Los últimos momentos en mi casa han transcurrido como una especie de recreación de «La última cena».  Con mis padres, uno a cada lado, contemplo la tortilla de patata doradita y regordeta y me despido de ella en silencio. Me pregunto si será verdad eso de que me espera una dieta depurativa baja en calorías durante las próximas semanas.

Mi madre me asalta con una larga lista de consejos y sugerencias. A raíz de esta experiencia se ha convertido en una experta buscadora en internet, enfermera, historiadora, meteoróloga, guía, filóloga, bióloga entendida de la flora y fauna del lugar, incluso conocedora de los peligros que alberga este viaje.

Nos regalamos unos cuantos besos y abrazos y muchos «hasta pronto». Mi padre, que lo sufre todo más en silencio, se muestra estable emocionalmente y es el seleccionado para llevarme a mí y a mi mochila al punto de encuentro.

Al llegar, sale del coche para ayudarme y nos damos un abrazo fuerte. Entonces, una ráfaga repentina de aire hace que se le meta un poco de polvo en los ojos y que le brillen, sospechosamente, algo más de lo habitual.
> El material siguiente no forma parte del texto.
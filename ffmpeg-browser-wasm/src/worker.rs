//! Smoke-test worker entry point.
//!
//! ```javascript
//! // smoke-worker.js
//! importScripts('./ffmpeg_browser_wasm.js');
//! wasm_bindgen('./ffmpeg_browser_wasm_bg.wasm').then(() => wasm_bindgen.installSmokeWorker());
//!
//! // page
//! worker.postMessage({ type: 'run' });
//! worker.onmessage = (e) => console.log(e.data.results);
//! ```

use crate::clock::PerformanceClock;
use crate::error::{WasmError, WasmResult};
use crate::loader::{EmscriptenLoader, EngineSource, ScriptSource};
use ffmpeg_browser::{run_smoke_suite, EngineConfig, WorkerRequest, WorkerResponse};
use serde::Serialize;
use std::rc::Rc;
use wasm_bindgen::prelude::*;
use wasm_bindgen::JsCast;
use wasm_bindgen_futures::spawn_local;
use web_sys::{DedicatedWorkerGlobalScope, MessageEvent};

/// Install the smoke harness as this worker's message handler.
///
/// `source` selects the engine build as in the `BrowserFFmpeg` constructor
/// and defaults to `ffmpeg-core.st.js` under `../dist-st/`, then `../dist/`.
/// Messages other than `{type: "run"}` are ignored.
#[wasm_bindgen(js_name = installSmokeWorker)]
pub fn install_smoke_worker(source: JsValue) -> WasmResult<()> {
    let scope: DedicatedWorkerGlobalScope = js_sys::global().dyn_into().map_err(|_| {
        WasmError::browser_not_supported("installSmokeWorker must run in a dedicated worker")
    })?;
    let source = Rc::new(EngineSource::from_js(
        source,
        EngineSource::Script(ScriptSource::smoke_default()),
    )?);

    let handler_scope = scope.clone();
    let onmessage = Closure::<dyn FnMut(MessageEvent)>::new(move |event: MessageEvent| {
        if serde_wasm_bindgen::from_value::<WorkerRequest>(event.data()).is_err() {
            return;
        }
        let scope = handler_scope.clone();
        let source = Rc::clone(&source);
        spawn_local(async move {
            let loader = EmscriptenLoader::new((*source).clone());
            let clock = PerformanceClock::new();
            let report = run_smoke_suite(&loader, &EngineConfig::default(), &clock).await;
            tracing::info!(ok = report.ok, total_ms = report.total_ms, "Smoke run finished");

            let message = WorkerResponse::Result(report)
                .serialize(&serde_wasm_bindgen::Serializer::json_compatible());
            match message {
                Ok(message) => {
                    if let Err(err) = scope.post_message(&message) {
                        tracing::error!(error = ?err, "Failed to post smoke results");
                    }
                }
                Err(err) => tracing::error!(error = %err, "Failed to serialize smoke results"),
            }
        });
    });

    scope.set_onmessage(Some(onmessage.as_ref().unchecked_ref()));
    onmessage.forget();
    Ok(())
}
Es curioso lo que pasa cuando sabes que te marchas por un tiempo. Al menos yo, siento a mi cuerpo inquieto y a mis sentidos procurando absorber todos los detalles del sitio que dejo. Los últimos abrazos, las baldosas del suelo que piso, el sonido de la calle, los olores… Los pequeños detalles que suceden aquí y ahora. Los almaceno en mi memoria, por si fuera necesario tener que tele-transportarse en algún momento cuando ya no esté aquí.

Cuando me doy cuenta, estoy frente a la puerta esperando a que se abra. Finalmente ha llegado el momento y ahí está él. El culpable de toda esta parafernalia, el embaucador que ha conseguido convencerme de que incluso he sido yo la que ha propuesto esta idea.

Ahí está, mirándome autosuficiente con esa cabezota suya llena de rizos indómitos. Y ahí estoy yo, al otro lado de la puerta vestida como si fuera Dora la Exploradora a la espera de aventuras.

El miedo es ineludible, soy consciente de que me marcho una buena temporada con alguien que afirma estar mal de la cabeza y que solo conozco desde hace escasos meses. Esta experiencia está condenada a la unión eterna o al más absoluto de los fracasos.

Nunca imaginé que fuera a emprender un viaje así y mucho menos que este sería mi compañero de equipaje. Pero aquí estamos los dos: «Un perroflauta» y «Antonieta la Fantástica»  apunto de sumergirse en una experiencia que seguro cambiará nuestras vidas para siempre.

21 días, 300 euros en el bolsillo, sin ruta, sin alojamiento, sin transporte, sumidos en la más absoluta incertidumbre. Nos vamos hasta el fin del mundo, a la Conchinchina. Nos vamos a Vietnam.